Records contained in a dataset:
//! Cryptographic Utilities

use base64::{Engine, engine::general_purpose::URL_SAFE_NO_PAD};
use hmac::{Hmac, Mac};
use sha2::Sha256;

type HmacSha256 = Hmac<Sha256>;

/// Encode bytes as unpadded base64url
pub fn to_base64url(bytes: &[u8]) -> String {
    URL_SAFE_NO_PAD.encode(bytes)
}

/// Decode unpadded base64url
pub fn from_base64url(s: &str) -> Result<Vec<u8>, base64::DecodeError> {
    URL_SAFE_NO_PAD.decode(s)
}

/// Compute HMAC-SHA256 over `data`
pub fn hmac_sha256(key: &[u8], data: &[u8]) -> [u8; 32] {
    let mut mac = HmacSha256::new_from_slice(key).expect("HMAC can take key of any size");
    mac.update(data);
    mac.finalize().into_bytes().into()
}

/// Check an HMAC-SHA256 tag in constant time
pub fn verify_hmac_sha256(key: &[u8], data: &[u8], tag: &[u8]) -> bool {
    let mut mac = HmacSha256::new_from_slice(key).expect("HMAC can take key of any size");
    mac.update(data);
    mac.verify_slice(tag).is_ok()
}

#[cfg(test)]
mod tests {
    use super::*;

    #[test]
    fn test_hmac_rfc4231_case_2() {
        let mac = hmac_sha256(b"Jefe", b"what do ya want for nothing?");
        let expected =
            hex::decode("5bdcc146bf60754e6a042426089575c75a003f089d2739839dec58b964ec3843")
                .unwrap();
        assert_eq!(mac.to_vec(), expected);
    }

    #[test]
    fn test_verify_hmac() {
        let key = b"secret";
        let tag = hmac_sha256(key, b"payload");

        assert!(verify_hmac_sha256(key, b"payload", &tag));
        assert!(!verify_hmac_sha256(key, b"payload!", &tag));
        assert!(!verify_hmac_sha256(b"other", b"payload", &tag));
        assert!(!verify_hmac_sha256(key, b"payload", &tag[..31]));
    }

    #[test]
    fn test_base64url_has_no_padding_or_unsafe_chars() {
        let encoded = to_base64url(&[0xfb, 0xff, 0xfe, 0x01]);
        assert!(!encoded.contains('='));
        assert!(!encoded.contains('+'));
        assert!(!encoded.contains('/'));
        assert_eq!(from_base64url(&encoded).unwrap(), vec![0xfb, 0xff, 0xfe, 0x01]);
    }

    #[test]
    fn test_base64url_rejects_standard_alphabet() {
        assert!(from_base64url("a+b/").is_err());
    }
}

» **WHAT IS NEEDED**
Look through the lines above and collect those with the word "contains".

» **RESPONSE BELOW**
        assert!(!encoded.contains('='));
        assert!(!encoded.contains('+'));
        assert!(!encoded.contains('/'));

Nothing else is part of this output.